About this exercise: Match on the string "reqwest" in the entries below and return every matching line.

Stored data
^^^^^^^^
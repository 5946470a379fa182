use anyhow::Result;
use async_trait::async_trait;
use ethers::types::Address;
use std::collections::HashMap;
use tokio::sync::RwLock;

use crate::storage::{
    AlertStore, ProxyApprovalStore, ProxyTradeStore, ProxyWalletStore, SniperConfigStore,
};
use crate::types::alert::Alert;
use crate::types::proxy::{ProxyApproval, ProxyTrade, ProxyWallet};
use crate::types::sniper_config::SniperConfig;

#[derive(Default)]
pub struct InMemoryConfigStore {
    configs: RwLock<HashMap<String, SniperConfig>>,
}

#[async_trait]
impl SniperConfigStore for InMemoryConfigStore {
    async fn active_configs(&self) -> Result<Vec<SniperConfig>> {
        Ok(self
            .configs
            .read()
            .await
            .values()
            .filter(|c| c.is_active)
            .cloned()
            .collect())
    }

    async fn upsert_config(&self, config: SniperConfig) -> Result<()> {
        self.configs
            .write()
            .await
            .insert(config.owner_identity.clone(), config);
        Ok(())
    }
}

#[derive(Default)]
pub struct InMemoryWalletStore {
    wallets: RwLock<HashMap<(Address, String), ProxyWallet>>,
}

#[async_trait]
impl ProxyWalletStore for InMemoryWalletStore {
    async fn find_wallet(&self, user: Address, identity: &str) -> Result<Option<ProxyWallet>> {
        Ok(self
            .wallets
            .read()
            .await
            .get(&(user, identity.to_string()))
            .cloned())
    }

    async fn insert_wallet(&self, wallet: ProxyWallet) -> Result<()> {
        self.wallets.write().await.insert(
            (wallet.user_address, wallet.owner_identity.clone()),
            wallet,
        );
        Ok(())
    }
}

#[derive(Default)]
pub struct InMemoryTradeStore {
    trades: RwLock<Vec<ProxyTrade>>,
}

impl InMemoryTradeStore {
    pub async fn len(&self) -> usize {
        self.trades.read().await.len()
    }
}

#[async_trait]
impl ProxyTradeStore for InMemoryTradeStore {
    async fn insert_trade(&self, trade: ProxyTrade) -> Result<()> {
        self.trades.write().await.push(trade);
        Ok(())
    }

    async fn trades_for_user(&self, user: Address) -> Result<Vec<ProxyTrade>> {
        Ok(self
            .trades
            .read()
            .await
            .iter()
            .filter(|t| t.user_address == user)
            .cloned()
            .collect())
    }
}

#[derive(Default)]
pub struct InMemoryApprovalStore {
    approvals: RwLock<HashMap<(Address, Address), ProxyApproval>>,
}

#[async_trait]
impl ProxyApprovalStore for InMemoryApprovalStore {
    async fn upsert_approval(&self, approval: ProxyApproval) -> Result<()> {
        self.approvals
            .write()
            .await
            .insert((approval.user_address, approval.token_address), approval);
        Ok(())
    }

    async fn approvals_for_user(&self, user: Address) -> Result<Vec<ProxyApproval>> {
        Ok(self
            .approvals
            .read()
            .await
            .values()
            .filter(|a| a.user_address == user)
            .cloned()
            .collect())
    }
}

#[derive(Default)]
pub struct InMemoryAlertStore {
    alerts: RwLock<Vec<Alert>>,
}

impl InMemoryAlertStore {
    pub async fn snapshot(&self) -> Vec<Alert> {
        self.alerts.read().await.clone()
    }
}

#[async_trait]
impl AlertStore for InMemoryAlertStore {
    async fn insert_alert(&self, alert: Alert) -> Result<()> {
        self.alerts.write().await.push(alert);
        Ok(())
    }
}

#[cfg(test)]
mod tests {
    use super::*;
    use chrono::Utc;
    use ethers::types::U256;

    #[tokio::test]
    async fn approval_upsert_overwrites_by_user_and_token() {
        let store = InMemoryApprovalStore::default();
        let user = Address::repeat_byte(0x01);
        let token = Address::repeat_byte(0x02);
        for amount in [100u64, 250u64] {
            store
                .upsert_approval(ProxyApproval {
                    user_address: user,
                    token_address: token,
                    amount: U256::from(amount),
                    updated_at: Utc::now(),
                })
                .await
                .unwrap();
        }
        let approvals = store.approvals_for_user(user).await.unwrap();
        assert_eq!(approvals.len(), 1);
        assert_eq!(approvals[0].amount, U256::from(250u64));
    }

    #[tokio::test]
    async fn wallet_lookup_is_keyed_by_user_and_identity() {
        let store = InMemoryWalletStore::default();
        let user = Address::repeat_byte(0x01);
        let wallet = ProxyWallet {
            user_address: user,
            owner_identity: "tg:42".to_string(),
            proxy_address: Address::repeat_byte(0xaa),
            max_trade_amount: U256::from(1u64),
            max_slippage_pct: 1.0,
            daily_trade_limit: U256::from(10u64),
            is_active: true,
            deployed_at: Utc::now(),
        };
        store.insert_wallet(wallet).await.unwrap();

        assert!(store
            .find_wallet(user, "tg:42")
            .await
            .unwrap()
            .is_some());
        assert!(store
            .find_wallet(user, "tg:43")
            .await
            .unwrap()
            .is_none());
        assert!(store
            .find_wallet(Address::repeat_byte(0x02), "tg:42")
            .await
            .unwrap()
            .is_none());
    }

    #[tokio::test]
    async fn inactive_configs_are_filtered_out() {
        let store = InMemoryConfigStore::default();
        store
            .upsert_config(SniperConfig {
                owner_identity: "a".to_string(),
                is_active: true,
                ..Default::default()
            })
            .await
            .unwrap();
        store
            .upsert_config(SniperConfig {
                owner_identity: "b".to_string(),
                is_active: false,
                ..Default::default()
            })
            .await
            .unwrap();
        let active = store.active_configs().await.unwrap();
        assert_eq!(active.len(), 1);
        assert_eq!(active[0].owner_identity, "a");
    }
}
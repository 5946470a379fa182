use anyhow::Result;
use async_trait::async_trait;
use chrono::DateTime;
use reqwest::Client;
use serde_derive::Deserialize;
use std::time::Duration;

use crate::market_data::providers::{lenient_f64, MarketDataProvider};
use crate::types::pool::{LockInfo, Pool, RankingParams, TokenInfo};

const HTTP_TIMEOUT_SECS: u64 = 15;

/// GeckoTerminal-style new-pools feed. Numbers arrive as JSON strings and
/// token references as prefixed ids (`eth_0xabc...`), so the mapping here is
/// deliberately forgiving.
pub struct GeckoTerminalProvider {
    client: Client,
    base_url: String,
    network: String,
}

#[derive(Debug, Deserialize)]
struct NewPoolsResponse {
    #[serde(default)]
    data: Vec<PoolResource>,
}

#[derive(Debug, Deserialize)]
struct PoolResource {
    attributes: PoolAttributes,
    #[serde(default)]
    relationships: Option<Relationships>,
}

#[derive(Debug, Deserialize)]
struct PoolAttributes {
    address: String,
    #[serde(default)]
    name: String,
    #[serde(default)]
    reserve_in_usd: Option<String>,
    #[serde(default)]
    market_cap_usd: Option<String>,
    #[serde(default)]
    volume_usd: Option<VolumeWindow>,
    #[serde(default)]
    pool_created_at: Option<String>,
}

#[derive(Debug, Deserialize)]
struct VolumeWindow {
    #[serde(default)]
    h24: Option<String>,
}

#[derive(Debug, Deserialize)]
struct Relationships {
    #[serde(default)]
    base_token: Option<ResourceRef>,
    #[serde(default)]
    quote_token: Option<ResourceRef>,
    #[serde(default)]
    dex: Option<ResourceRef>,
}

#[derive(Debug, Deserialize)]
struct ResourceRef {
    data: ResourceId,
}

#[derive(Debug, Deserialize)]
struct ResourceId {
    id: String,
}

impl GeckoTerminalProvider {
    pub fn new(base_url: &str, network: &str) -> Self {
        Self {
            client: Client::builder()
                .timeout(Duration::from_secs(HTTP_TIMEOUT_SECS))
                .build()
                .expect("reqwest client"),
            base_url: base_url.trim_end_matches('/').to_string(),
            network: network.to_string(),
        }
    }
}

/// Strips the network prefix from ids like `eth_0xabc...`; ids without a
/// prefix pass through unchanged.
fn strip_network_prefix(id: &str) -> String {
    id.split('_').last().unwrap_or(id).to_string()
}

fn map_resource(resource: PoolResource, network: &str) -> Pool {
    let attrs = resource.attributes;
    let relationships = resource.relationships;
    let token_address = |pick: fn(&Relationships) -> &Option<ResourceRef>| -> String {
        relationships
            .as_ref()
            .and_then(|r| pick(r).as_ref())
            .map(|r| strip_network_prefix(&r.data.id))
            .unwrap_or_default()
    };

    // "FOO / WETH": the pool name carries the only symbol hint this feed has
    let base_symbol = attrs
        .name
        .split('/')
        .next()
        .unwrap_or_default()
        .trim()
        .to_string();

    let created_at_unix = attrs
        .pool_created_at
        .as_deref()
        .and_then(|raw| DateTime::parse_from_rfc3339(raw).ok())
        .map(|dt| dt.timestamp())
        .unwrap_or(0);

    Pool {
        chain: network.to_string(),
        exchange: relationships
            .as_ref()
            .and_then(|r| r.dex.as_ref())
            .map(|d| d.data.id.clone())
            .unwrap_or_default(),
        pair_address: attrs.address,
        base_token: TokenInfo {
            address: token_address(|r| &r.base_token),
            symbol: base_symbol,
            name: String::new(),
            decimals: 18,
        },
        quote_token: TokenInfo {
            address: token_address(|r| &r.quote_token),
            symbol: String::new(),
            name: String::new(),
            decimals: 18,
        },
        liquidity_usd: lenient_f64(attrs.reserve_in_usd.as_deref()),
        volume_usd: lenient_f64(attrs.volume_usd.as_ref().and_then(|v| v.h24.as_deref())),
        market_cap_usd: lenient_f64(attrs.market_cap_usd.as_deref()),
        holder_count: 0,
        buy_tax_pct: 0.0,
        sell_tax_pct: 0.0,
        is_honeypot: false,
        lock: LockInfo::default(),
        created_at_unix,
        synthetic: false,
    }
}

#[async_trait]
impl MarketDataProvider for GeckoTerminalProvider {
    fn name(&self) -> &str {
        "geckoterminal"
    }

    async fn fetch(&self, _params: &RankingParams) -> Result<Vec<Pool>> {
        let url = format!("{}/networks/{}/new_pools", self.base_url, self.network);
        let response = self.client.get(&url).send().await?.error_for_status()?;
        let body: NewPoolsResponse = response.json().await?;
        let network = self.network.clone();
        Ok(body
            .data
            .into_iter()
            .map(|resource| map_resource(resource, &network))
            .collect())
    }
}

#[cfg(test)]
mod tests {
    use super::*;

    #[test]
    fn maps_string_numerics_and_ids() {
        let raw = r#"{
            "data": [{
                "attributes": {
                    "address": "0xPOOL",
                    "name": "FOO / WETH",
                    "reserve_in_usd": "50000.5",
                    "market_cap_usd": "2000000",
                    "volume_usd": {"h24": "123.4"},
                    "pool_created_at": "2024-05-01T12:00:00Z"
                },
                "relationships": {
                    "base_token": {"data": {"id": "eth_0xAAAA", "type": "token"}},
                    "quote_token": {"data": {"id": "eth_0xWETH", "type": "token"}},
                    "dex": {"data": {"id": "uniswap-v2", "type": "dex"}}
                }
            }]
        }"#;
        let parsed: NewPoolsResponse = serde_json::from_str(raw).unwrap();
        let pool = map_resource(parsed.data.into_iter().next().unwrap(), "ethereum");
        assert_eq!(pool.base_token.address, "0xAAAA");
        assert_eq!(pool.base_token.symbol, "FOO");
        assert_eq!(pool.exchange, "uniswap-v2");
        assert_eq!(pool.liquidity_usd, 50000.5);
        assert_eq!(pool.market_cap_usd, 2000000.0);
        assert!(pool.created_at_unix > 0);
    }

    #[test]
    fn malformed_numbers_degrade_to_zero() {
        let raw = r#"{
            "data": [{
                "attributes": {
                    "address": "0xPOOL",
                    "name": "FOO / WETH",
                    "reserve_in_usd": "n/a",
                    "market_cap_usd": null,
                    "pool_created_at": "yesterday"
                }
            }]
        }"#;
        let parsed: NewPoolsResponse = serde_json::from_str(raw).unwrap();
        let pool = map_resource(parsed.data.into_iter().next().unwrap(), "ethereum");
        assert_eq!(pool.liquidity_usd, 0.0);
        assert_eq!(pool.market_cap_usd, 0.0);
        assert_eq!(pool.created_at_unix, 0);
    }
}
^^^^^^^^
Task answer:
use reqwest::Client;
                .expect("reqwest client"),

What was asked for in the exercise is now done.